Disappointment

Wiping sweaty hands on my pant leg under the table, I waited for the announcement of the contest winners. Backwards from honorable mention to first place, four names were read. Mine wasn't one of them.

Disappointment, the first of my writing career, washed over me like an arctic wave.

Knowing that most writer's first submissions are rejected many times before they make it anywhere if they make it at all did not help the sinking of my stomach. My mind kept repeating the reality of what I should have expected, but my heart didn't care. Telling myself that my submission hadn't been perfect changed nothing. My heart didn't want to hear it.

It wanted to win.

Doubts, clawed monsters looking to make holes within my self-confidence, whirled inside my mind. Am I meant to do this? Do I really have what it takes to be a writer? Am I smart enough? Am I being delusional? Like superwoman trapped in a cage fight with kryptonite hanging around my neck, I faced off against these clawed monsters. Their words ripped at me, shredding my confidence. I stumbled. My defeat near at hand. I looked up and saw my dreams floating outside the cage. With each swipe of doubt's claws, they became more translucent. They were fading. So. Not. Happening. With a surge of my formidable will, I shook off  the kryptonite and sprang free from it's cloying weight. With freedom came the instant, monster killing, realization.

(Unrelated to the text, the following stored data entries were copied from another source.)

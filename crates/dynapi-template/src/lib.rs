//! # dynapi-template
//!
//! Template-driven transformation between an API-facing document type and the
//! type stored in a backing system.
//!
//! A codec is compiled from two templates, one per direction. Each template is
//! a YAML document with a `parameter` slot describing the accepted input and
//! an `output` slot producing the converted document:
//!
//! ```yaml
//! parameter:
//!   apiVersion: x/v1
//!   kind: Foo
//!   metadata: <object>
//! output:
//!   apiVersion: v1
//!   kind: ConfigMap
//!   metadata: ${parameter.metadata}
//! ```
//!
//! Templates may embed provider calls which are executed by
//! [`dynapi_eval::Evaluator`] while rendering.

mod codec;
mod error;
pub mod reference;
pub mod schema;
mod template;

pub use codec::{TemplateCompiler, TransformationCodec};
pub use error::{CodecError, Result};
pub use template::{
    OUTPUT_KEY, PARAMETER_KEY, ReferenceSite, Rendered, Template, strip_hidden_keys,
};
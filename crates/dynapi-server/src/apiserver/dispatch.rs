//! HTTP surface of the dynamic API: discovery plus CRUD on mounted resources.
//!
//! Everything below `/api` and `/apis` goes through catch-all routes and is
//! resolved against the router's current mount table on each request.

use std::sync::Arc;

use axum::{
    Router,
    body::Bytes,
    extract::{Path, Query, State},
    http::{HeaderMap, HeaderValue, Method, header},
    response::{IntoResponse, Response},
    routing::{any, get},
};
use dynapi_api::{ApiError, ApiResponse, PatchFormat, Status};
use dynapi_core::{FieldSelector, GroupVersion, LabelSelector, TypeDescriptor, document};
use serde::Deserialize;
use serde_json::{Value, json};
use tracing::debug;

use super::handler::{DeleteOutcome, ListQuery, RequestContext, ResourceHandler, UpdatePatch};
use crate::server::AppState;

/// What a request path addresses.
#[derive(Debug, Clone, PartialEq, Eq)]
pub enum Target {
    Group(String),
    ResourceList(GroupVersion),
    Collection {
        gv: GroupVersion,
        resource: String,
        namespace: Option<String>,
    },
    Item {
        gv: GroupVersion,
        resource: String,
        namespace: Option<String>,
        name: String,
    },
}

impl Target {
    /// Parses the part after `/apis/` (`core = false`) or `/api/` (`core = true`).
    pub fn parse(rest: &str, core: bool) -> Option<Self> {
        let segments: Vec<&str> = rest.split('/').filter(|s| !s.is_empty()).collect();
        let (gv, tail) = if core {
            let (version, tail) = segments.split_first()?;
            (GroupVersion::new("", *version), tail)
        } else {
            match segments.as_slice() {
                [group] => return Some(Target::Group(group.to_string())),
                [group, version, tail @ ..] => (GroupVersion::new(*group, *version), tail),
                _ => return None,
            }
        };

        let (namespace, tail) = match tail {
            ["namespaces", ns, rest @ ..] if !rest.is_empty() => (Some(ns.to_string()), rest),
            _ => (None, tail),
        };
        match tail {
            [] if namespace.is_none() => Some(Target::ResourceList(gv)),
            [resource] => Some(Target::Collection {
                gv,
                resource: resource.to_string(),
                namespace,
            }),
            [resource, name] => Some(Target::Item {
                gv,
                resource: resource.to_string(),
                namespace,
                name: name.to_string(),
            }),
            _ => None,
        }
    }
}

#[derive(Debug, Default, Deserialize)]
#[serde(rename_all = "camelCase")]
pub struct ResourceQuery {
    pub label_selector: Option<String>,
    pub field_selector: Option<String>,
    pub limit: Option<usize>,
}

impl ResourceQuery {
    fn to_list_query(&self) -> Result<ListQuery, ApiError> {
        let label_selector = match self.label_selector.as_deref() {
            Some(s) => LabelSelector::parse(s).map_err(|e| ApiError::bad_request(e.to_string()))?,
            None => LabelSelector::everything(),
        };
        let field_selector = match self.field_selector.as_deref() {
            Some(s) => FieldSelector::parse(s).map_err(|e| ApiError::bad_request(e.to_string()))?,
            None => FieldSelector::default(),
        };
        Ok(ListQuery {
            label_selector,
            field_selector,
            limit: self.limit,
        })
    }
}

pub fn router() -> Router<AppState> {
    Router::new()
        .route("/api", get(core_versions))
        .route("/apis", get(group_list))
        .route("/api/{*rest}", any(dispatch_core))
        .route("/apis/{*rest}", any(dispatch_named))
}

async fn core_versions(State(state): State<AppState>) -> Response {
    ApiResponse::ok(state.api.snapshot().core_versions()).into_response()
}

async fn group_list(State(state): State<AppState>) -> Response {
    ApiResponse::ok(state.api.snapshot().group_list()).into_response()
}

async fn dispatch_core(
    State(state): State<AppState>,
    Path(rest): Path<String>,
    Query(query): Query<ResourceQuery>,
    method: Method,
    headers: HeaderMap,
    body: Bytes,
) -> Result<Response, ApiError> {
    let target = Target::parse(&rest, true).ok_or_else(|| not_found_path(&rest))?;
    dispatch(&state, target, &query, method, &headers, body).await
}

async fn dispatch_named(
    State(state): State<AppState>,
    Path(rest): Path<String>,
    Query(query): Query<ResourceQuery>,
    method: Method,
    headers: HeaderMap,
    body: Bytes,
) -> Result<Response, ApiError> {
    let target = Target::parse(&rest, false).ok_or_else(|| not_found_path(&rest))?;
    dispatch(&state, target, &query, method, &headers, body).await
}

fn not_found_path(path: &str) -> ApiError {
    ApiError::not_found(format!("the server could not find the requested resource: {path}"))
}

async fn dispatch(
    state: &AppState,
    target: Target,
    query: &ResourceQuery,
    method: Method,
    headers: &HeaderMap,
    body: Bytes,
) -> Result<Response, ApiError> {
    debug!(method = %method, target = ?target, "Dispatching dynamic API request");
    let table = state.api.snapshot();

    match target {
        Target::Group(name) => {
            only_get(&method)?;
            let group = table
                .api_group(&name)
                .ok_or_else(|| not_found_path(&name))?;
            Ok(ApiResponse::ok(group).into_response())
        }
        Target::ResourceList(gv) => {
            only_get(&method)?;
            let list = table
                .resource_list(&gv)
                .ok_or_else(|| not_found_path(&gv.to_string()))?;
            Ok(ApiResponse::ok(list).into_response())
        }
        Target::Collection {
            gv,
            resource,
            namespace,
        } => {
            let handler = table
                .handler(&gv, &resource)
                .cloned()
                .ok_or_else(|| not_found_path(&resource))?;
            drop(table);
            check_scope(handler.descriptor(), namespace.as_deref(), None)?;
            let ctx = RequestContext::new(namespace);
            let _cancel_on_drop = ctx.cancel.clone().drop_guard();

            match method {
                Method::GET => list(handler, &ctx, query, headers).await,
                Method::POST => {
                    let doc = parse_document(&body, handler.descriptor())?;
                    let created = handler.create(&ctx, doc).await?;
                    let mut response = ApiResponse::created(created.clone());
                    if let Some(location) = location_of(handler.descriptor(), &ctx, &created) {
                        response = response.with_header(header::LOCATION, location);
                    }
                    Ok(response.into_response())
                }
                other => Err(method_not_allowed(&other, &resource)),
            }
        }
        Target::Item {
            gv,
            resource,
            namespace,
            name,
        } => {
            let handler = table
                .handler(&gv, &resource)
                .cloned()
                .ok_or_else(|| not_found_path(&resource))?;
            drop(table);
            check_scope(handler.descriptor(), namespace.as_deref(), Some(&name))?;
            let ctx = RequestContext::new(namespace);
            let _cancel_on_drop = ctx.cancel.clone().drop_guard();

            match method {
                Method::GET => Ok(ApiResponse::ok(handler.get(&ctx, &name).await?).into_response()),
                Method::PUT => {
                    let mut doc = parse_document(&body, handler.descriptor())?;
                    match document::name(&doc) {
                        Some(body_name) if body_name != name => {
                            return Err(ApiError::bad_request(format!(
                                "the name of the object ({body_name}) does not match the name on the URL ({name})"
                            )));
                        }
                        Some(_) => {}
                        None => document::set_name(&mut doc, &name)
                            .map_err(|e| ApiError::bad_request(e.to_string()))?,
                    }
                    let updated = handler.update(&ctx, &name, UpdatePatch::Replace(doc)).await?;
                    Ok(ApiResponse::ok(updated).into_response())
                }
                Method::PATCH => {
                    let patch = match dynapi_api::patch_format(headers)? {
                        PatchFormat::Merge => UpdatePatch::MergePatch(parse_json(&body)?),
                        PatchFormat::Json => UpdatePatch::JsonPatch(
                            serde_json::from_slice(&body)
                                .map_err(|e| ApiError::bad_request(format!("invalid JSON patch: {e}")))?,
                        ),
                    };
                    let updated = handler.update(&ctx, &name, patch).await?;
                    Ok(ApiResponse::ok(updated).into_response())
                }
                Method::DELETE => match handler.delete(&ctx, &name).await? {
                    DeleteOutcome::Deleted(doc) => Ok(ApiResponse::ok(doc).into_response()),
                    DeleteOutcome::AlreadyGone => Ok(ApiResponse::ok(Status::success(format!(
                        "{resource} \"{name}\" already deleted"
                    )))
                    .into_response()),
                },
                other => Err(method_not_allowed(&other, &resource)),
            }
        }
    }
}

async fn list(
    handler: Arc<dyn ResourceHandler>,
    ctx: &RequestContext,
    query: &ResourceQuery,
    headers: &HeaderMap,
) -> Result<Response, ApiError> {
    let items = handler.list(ctx, &query.to_list_query()?).await?;
    if dynapi_api::wants_table(headers) {
        return Ok(ApiResponse::ok(handler.convert_to_table(&items)).into_response());
    }
    let descriptor = handler.descriptor();
    Ok(ApiResponse::ok(json!({
        "apiVersion": descriptor.api_version(),
        "kind": descriptor.list_kind(),
        "metadata": {},
        "items": items,
    }))
    .into_response())
}

fn only_get(method: &Method) -> Result<(), ApiError> {
    if *method == Method::GET {
        Ok(())
    } else {
        Err(ApiError::method_not_allowed(format!("{method} is not supported on discovery documents")))
    }
}

fn method_not_allowed(method: &Method, resource: &str) -> ApiError {
    ApiError::method_not_allowed(format!("{method} is not supported on {resource}"))
}

fn check_scope(descriptor: &TypeDescriptor, namespace: Option<&str>, name: Option<&str>) -> Result<(), ApiError> {
    if namespace.is_some() && !descriptor.namespaced() {
        return Err(ApiError::not_found(format!(
            "{} is cluster scoped and cannot be addressed in a namespace",
            descriptor.resource()
        )));
    }
    if name.is_some() && namespace.is_none() && descriptor.namespaced() {
        return Err(ApiError::not_found(format!(
            "{} is namespaced; use /namespaces/{{namespace}}/{}",
            descriptor.resource(),
            descriptor.resource()
        )));
    }
    Ok(())
}

fn parse_json(body: &Bytes) -> Result<Value, ApiError> {
    if body.is_empty() {
        return Err(ApiError::bad_request("request body is empty"));
    }
    serde_json::from_slice(body).map_err(|e| ApiError::bad_request(format!("invalid JSON body: {e}")))
}

/// Parses a request body and checks its type stamp, filling it in when absent.
fn parse_document(body: &Bytes, descriptor: &TypeDescriptor) -> Result<Value, ApiError> {
    let mut doc = parse_json(body)?;
    if !doc.is_object() {
        return Err(ApiError::bad_request("request body must be a JSON object"));
    }
    let api_version = descriptor.api_version();
    match (document::api_version(&doc), document::kind(&doc)) {
        (None, None) => {
            document::stamp(&mut doc, &descriptor.gvk()).map_err(|e| ApiError::bad_request(e.to_string()))?;
        }
        (Some(v), Some(k)) if v == api_version && k == descriptor.kind() => {}
        (v, k) => {
            return Err(ApiError::bad_request(format!(
                "expected {api_version}, Kind={}, got {}, Kind={}",
                descriptor.kind(),
                v.unwrap_or("<none>"),
                k.unwrap_or("<none>")
            )));
        }
    }
    Ok(doc)
}

fn location_of(descriptor: &TypeDescriptor, ctx: &RequestContext, created: &Value) -> Option<HeaderValue> {
    let name = document::name(created)?;
    let prefix = descriptor.group_version().api_prefix();
    let path = match ctx.namespace() {
        Some(ns) => format!("{prefix}/namespaces/{ns}/{}/{name}", descriptor.resource()),
        None => format!("{prefix}/{}/{name}", descriptor.resource()),
    };
    HeaderValue::from_str(&path).ok()
}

I don't write to win contests. I write because writing is fun and I love it. Why would I give that up because of one contest? How dare these doubts tell me otherwise.

Not having a nature that dwells on disappointments, I quickly reminded myself that another contest waited just around the corner. I have work to do if I want my submission to have a chance in that contest. But I am determined. I will revise, edit, and keep entering these contests until I see results. I am no quitter.

I am a writer. And I don't listen to clawed monsters.